------ Task input

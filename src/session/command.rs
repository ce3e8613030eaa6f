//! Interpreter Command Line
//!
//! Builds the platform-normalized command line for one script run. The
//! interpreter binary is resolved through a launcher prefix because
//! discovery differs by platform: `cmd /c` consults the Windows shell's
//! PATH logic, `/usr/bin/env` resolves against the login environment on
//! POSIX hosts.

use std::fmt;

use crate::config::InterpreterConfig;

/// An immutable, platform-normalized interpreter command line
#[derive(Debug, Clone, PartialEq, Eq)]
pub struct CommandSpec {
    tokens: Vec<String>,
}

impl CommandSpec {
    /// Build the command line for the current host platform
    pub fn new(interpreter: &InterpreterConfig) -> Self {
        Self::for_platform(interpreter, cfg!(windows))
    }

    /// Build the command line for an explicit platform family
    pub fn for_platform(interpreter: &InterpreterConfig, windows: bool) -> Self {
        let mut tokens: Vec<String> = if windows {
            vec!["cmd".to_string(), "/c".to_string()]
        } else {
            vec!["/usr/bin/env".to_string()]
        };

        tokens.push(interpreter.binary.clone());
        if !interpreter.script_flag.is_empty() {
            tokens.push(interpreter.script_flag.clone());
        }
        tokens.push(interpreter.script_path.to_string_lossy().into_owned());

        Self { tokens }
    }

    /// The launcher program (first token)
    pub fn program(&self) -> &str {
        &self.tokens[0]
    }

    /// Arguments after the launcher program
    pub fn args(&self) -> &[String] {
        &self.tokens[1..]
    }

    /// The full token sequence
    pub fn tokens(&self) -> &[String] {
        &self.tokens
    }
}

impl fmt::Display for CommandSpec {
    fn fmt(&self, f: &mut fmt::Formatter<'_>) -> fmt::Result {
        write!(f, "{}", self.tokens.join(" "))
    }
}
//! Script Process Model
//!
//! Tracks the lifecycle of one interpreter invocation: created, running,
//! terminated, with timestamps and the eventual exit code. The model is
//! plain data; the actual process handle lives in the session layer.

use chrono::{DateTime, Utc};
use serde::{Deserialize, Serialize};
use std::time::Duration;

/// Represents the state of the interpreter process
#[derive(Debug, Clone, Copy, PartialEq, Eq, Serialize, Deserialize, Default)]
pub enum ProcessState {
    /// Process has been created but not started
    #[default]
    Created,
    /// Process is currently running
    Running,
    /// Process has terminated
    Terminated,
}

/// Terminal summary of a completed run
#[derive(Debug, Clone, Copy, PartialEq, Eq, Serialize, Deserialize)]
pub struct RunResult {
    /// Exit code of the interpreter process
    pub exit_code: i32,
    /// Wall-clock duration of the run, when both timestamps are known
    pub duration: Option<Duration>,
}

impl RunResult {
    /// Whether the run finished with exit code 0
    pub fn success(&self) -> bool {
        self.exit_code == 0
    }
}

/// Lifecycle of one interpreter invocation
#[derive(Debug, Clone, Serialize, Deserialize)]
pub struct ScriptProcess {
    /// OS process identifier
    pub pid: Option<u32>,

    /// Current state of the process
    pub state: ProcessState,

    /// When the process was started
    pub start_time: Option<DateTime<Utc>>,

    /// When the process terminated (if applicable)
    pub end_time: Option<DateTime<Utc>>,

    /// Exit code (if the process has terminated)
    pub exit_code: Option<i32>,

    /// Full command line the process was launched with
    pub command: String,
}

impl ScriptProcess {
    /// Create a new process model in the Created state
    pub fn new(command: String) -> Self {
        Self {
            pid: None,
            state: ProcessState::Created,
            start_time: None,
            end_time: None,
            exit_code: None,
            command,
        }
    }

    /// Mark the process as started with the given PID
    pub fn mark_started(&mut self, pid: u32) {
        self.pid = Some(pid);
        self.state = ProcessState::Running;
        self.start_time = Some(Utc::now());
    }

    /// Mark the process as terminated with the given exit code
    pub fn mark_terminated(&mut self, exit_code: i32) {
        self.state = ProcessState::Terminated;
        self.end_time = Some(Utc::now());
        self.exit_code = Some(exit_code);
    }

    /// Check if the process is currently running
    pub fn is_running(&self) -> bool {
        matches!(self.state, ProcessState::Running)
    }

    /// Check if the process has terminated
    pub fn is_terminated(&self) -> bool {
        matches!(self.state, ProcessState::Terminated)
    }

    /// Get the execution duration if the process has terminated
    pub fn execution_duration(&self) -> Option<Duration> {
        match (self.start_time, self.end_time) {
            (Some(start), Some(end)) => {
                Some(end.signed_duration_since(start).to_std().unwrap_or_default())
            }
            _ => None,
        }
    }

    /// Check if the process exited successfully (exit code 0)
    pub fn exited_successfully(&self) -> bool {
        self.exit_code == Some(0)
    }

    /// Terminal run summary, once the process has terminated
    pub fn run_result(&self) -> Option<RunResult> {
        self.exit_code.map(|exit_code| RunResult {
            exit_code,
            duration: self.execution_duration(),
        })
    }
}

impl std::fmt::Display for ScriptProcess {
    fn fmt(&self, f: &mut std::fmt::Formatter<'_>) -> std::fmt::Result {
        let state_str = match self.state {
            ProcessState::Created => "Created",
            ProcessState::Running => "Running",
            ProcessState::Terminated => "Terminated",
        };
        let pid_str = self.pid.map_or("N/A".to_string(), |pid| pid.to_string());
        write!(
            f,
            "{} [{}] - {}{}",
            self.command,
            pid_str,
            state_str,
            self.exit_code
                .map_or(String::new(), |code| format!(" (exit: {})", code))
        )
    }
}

------------

▸ Required work: What you return should be exactly the lines above, starting at the one with "was launched with" and ending at the one with "self.state = ProcessState::Running;", and nothing else.

▸ Solution for this exercise:
    /// Full command line the process was launched with
    pub command: String,
}

impl ScriptProcess {
    /// Create a new process model in the Created state
    pub fn new(command: String) -> Self {
        Self {
            pid: None,
            state: ProcessState::Created,
            start_time: None,
            end_time: None,
            exit_code: None,
            command,
        }
    }

    /// Mark the process as started with the given PID
    pub fn mark_started(&mut self, pid: u32) {
        self.pid = Some(pid);
        self.state = ProcessState::Running;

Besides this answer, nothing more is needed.